Go through the records below and report each line with "names" in it.

-- GIVEN RECORDS follows --

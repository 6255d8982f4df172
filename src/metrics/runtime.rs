//! Host-runtime samples exposed as gauges.
//!
//! A sample is either a scalar or a bucketed distribution. Distributions are
//! turned into one number with [`median_bucket`] before they reach a gauge.

use std::sync::atomic::{AtomicU64, Ordering};
use std::sync::Arc;
use std::time::{Duration, Instant};

use hdrhistogram::Histogram;
use parking_lot::Mutex;
use tokio::task::JoinHandle;

// ─── Sample model ────────────────────────────────────────────────

/// Bucket upper boundaries with one count per boundary.
#[derive(Debug, Clone, PartialEq)]
pub struct BucketCounts {
    pub boundaries: Vec<f64>,
    pub counts: Vec<u64>,
}

#[derive(Debug, Clone, PartialEq)]
pub enum SampleValue {
    Counter(u64),
    Gauge(f64),
    Histogram(BucketCounts),
}

impl SampleValue {
    /// Scalar value to publish on a gauge.
    pub fn reduce(&self) -> f64 {
        match self {
            Self::Counter(v) => *v as f64,
            Self::Gauge(v) => *v,
            Self::Histogram(h) => median_bucket(&h.boundaries, &h.counts),
        }
    }
}

#[derive(Debug, Clone, PartialEq)]
pub struct RuntimeSample {
    pub name: &'static str,
    pub value: SampleValue,
}

/// Boundary of the first bucket whose running count reaches half of the
/// total (integer division). An empty distribution yields `0.0`.
pub fn median_bucket(boundaries: &[f64], counts: &[u64]) -> f64 {
    let total: u64 = counts.iter().sum();
    if total == 0 {
        return 0.0;
    }
    let threshold = total / 2;
    let mut running = 0u64;
    for (boundary, count) in boundaries.iter().zip(counts) {
        running += count;
        if running >= threshold {
            return *boundary;
        }
    }
    boundaries.last().copied().unwrap_or(0.0)
}

// ─── Samplers ────────────────────────────────────────────────────

/// Source of runtime samples. `names` is fixed for the sampler's lifetime so
/// the registry can create one gauge per name at startup.
pub trait RuntimeSampler: Send + Sync {
    fn names(&self) -> Vec<(&'static str, &'static str)>;
    fn sample(&self) -> Vec<RuntimeSample>;
}

pub const TOKIO_WORKERS: &str = "tokio_workers";
pub const TOKIO_ALIVE_TASKS: &str = "tokio_alive_tasks";
pub const PROCESS_RESIDENT_MEMORY: &str = "process_resident_memory_bytes";
pub const SCHEDULER_LATENCY: &str = "tokio_scheduler_latency_median_us";

/// Interval the lag task asks to sleep for.
const LAG_SLEEP: Duration = Duration::from_millis(10);
/// Pause between lag measurements.
const LAG_PERIOD: Duration = Duration::from_millis(250);

/// Sleep overshoot range: 1 μs → 10 s, 3 significant figures
const HIST_LOW: u64 = 1;
const HIST_HIGH: u64 = 10_000_000;
const HIST_SIGFIG: u8 = 3;

/// Scheduler latency bucket boundaries (μs). The last bucket catches
/// everything above the previous boundary.
const LATENCY_BOUNDARIES: &[u64] = &[
    50, 100, 250, 500, 1_000, 2_500, 5_000, 10_000, 25_000, 50_000, 100_000,
];

/// Samples the tokio runtime the caller runs on plus the process RSS.
///
/// A background task repeatedly sleeps for [`LAG_SLEEP`] and records
/// how late it woke up; that distribution is the scheduler latency sample.
pub struct TokioRuntimeSampler {
    wakeup_lag: Arc<Mutex<Histogram<u64>>>,
    /// Last RSS reading in bytes, 0 when unknown. Refreshed by the lag task.
    resident_bytes: Arc<AtomicU64>,
    lag_task: Option<JoinHandle<()>>,
}

impl TokioRuntimeSampler {
    /// Sampler without the background task; the latency sample stays empty.
    pub fn new() -> Result<Self, hdrhistogram::CreationError> {
        Ok(Self {
            wakeup_lag: Arc::new(Mutex::new(Histogram::new_with_bounds(
                HIST_LOW,
                HIST_HIGH,
                HIST_SIGFIG,
            )?)),
            resident_bytes: Arc::new(AtomicU64::new(0)),
            lag_task: None,
        })
    }

    /// Sampler with the scheduler lag task spawned on the current runtime.
    pub fn start() -> Result<Self, hdrhistogram::CreationError> {
        let mut sampler = Self::new()?;
        let lag = sampler.wakeup_lag.clone();
        let resident = sampler.resident_bytes.clone();
        sampler.lag_task = Some(tokio::spawn(async move {
            loop {
                if let Some(rss) = resident_memory_bytes().await {
                    resident.store(rss, Ordering::Relaxed);
                }
                let asked = Instant::now();
                tokio::time::sleep(LAG_SLEEP).await;
                let overshoot = asked.elapsed().saturating_sub(LAG_SLEEP);
                let us = (overshoot.as_micros() as u64).clamp(HIST_LOW, HIST_HIGH);
                let _ = lag.lock().record(us);
                tokio::time::sleep(LAG_PERIOD).await;
            }
        }));
        Ok(sampler)
    }

    fn latency_buckets(&self) -> BucketCounts {
        bucket_counts(&self.wakeup_lag.lock(), LATENCY_BOUNDARIES)
    }
}

impl Drop for TokioRuntimeSampler {
    fn drop(&mut self) {
        if let Some(task) = self.lag_task.take() {
            task.abort();
        }
    }
}

impl RuntimeSampler for TokioRuntimeSampler {
    fn names(&self) -> Vec<(&'static str, &'static str)> {
        vec![
            (TOKIO_WORKERS, "Worker threads of the tokio runtime"),
            (TOKIO_ALIVE_TASKS, "Tasks currently alive on the tokio runtime"),
            (PROCESS_RESIDENT_MEMORY, "Resident set size of the process in bytes"),
            (SCHEDULER_LATENCY, "Median wake-up lag of a sleeping task in microseconds"),
        ]
    }

    fn sample(&self) -> Vec<RuntimeSample> {
        let mut samples = Vec::with_capacity(4);

        if let Ok(handle) = tokio::runtime::Handle::try_current() {
            let metrics = handle.metrics();
            samples.push(RuntimeSample {
                name: TOKIO_WORKERS,
                value: SampleValue::Gauge(metrics.num_workers() as f64),
            });
            samples.push(RuntimeSample {
                name: TOKIO_ALIVE_TASKS,
                value: SampleValue::Gauge(metrics.num_alive_tasks() as f64),
            });
        }

        match self.resident_bytes.load(Ordering::Relaxed) {
            0 => {}
            rss => samples.push(RuntimeSample {
                name: PROCESS_RESIDENT_MEMORY,
                value: SampleValue::Counter(rss),
            }),
        }

        samples.push(RuntimeSample {
            name: SCHEDULER_LATENCY,
            value: SampleValue::Histogram(self.latency_buckets()),
        });

        samples
    }
}

/// Folds an HdrHistogram into fixed buckets. Every boundary is reported,
/// empty ones included, plus an overflow bucket bounded by the max value.
fn bucket_counts(hist: &Histogram<u64>, bounds: &[u64]) -> BucketCounts {
    let mut counts = vec![0u64; bounds.len() + 1];

    for iv in hist.iter_recorded() {
        let val = iv.value_iterated_to();
        // binary_search gives us the first boundary >= val
        let idx = match bounds.binary_search(&val) {
            Ok(i) | Err(i) => i,
        };
        counts[idx.min(bounds.len())] += iv.count_at_value();
    }

    let overflow = hist.max().max(bounds.last().copied().unwrap_or(0));
    let boundaries = bounds
        .iter()
        .copied()
        .chain(std::iter::once(overflow))
        .map(|b| b as f64)
        .collect();

    BucketCounts { boundaries, counts }
}

#[cfg(target_os = "linux")]
async fn resident_memory_bytes() -> Option<u64> {
    let status = tokio::fs::read_to_string("/proc/self/status").await.ok()?;
    parse_vm_rss(&status)
}

#[cfg(not(target_os = "linux"))]
async fn resident_memory_bytes() -> Option<u64> {
    None
}

/// `VmRSS` from a `/proc/<pid>/status` dump, in bytes.
#[cfg_attr(not(target_os = "linux"), allow(dead_code))]
fn parse_vm_rss(status: &str) -> Option<u64> {
    let line = status.lines().find(|l| l.starts_with("VmRSS:"))?;
    let kb: u64 = line.split_whitespace().nth(1)?.parse().ok()?;
    Some(kb * 1024)
}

-- GIVEN RECORDS concluded --

EXERCISE RESULT →
/// Source of runtime samples. `names` is fixed for the sampler's lifetime so
    fn names(&self) -> Vec<(&'static str, &'static str)>;
    fn names(&self) -> Vec<(&'static str, &'static str)> {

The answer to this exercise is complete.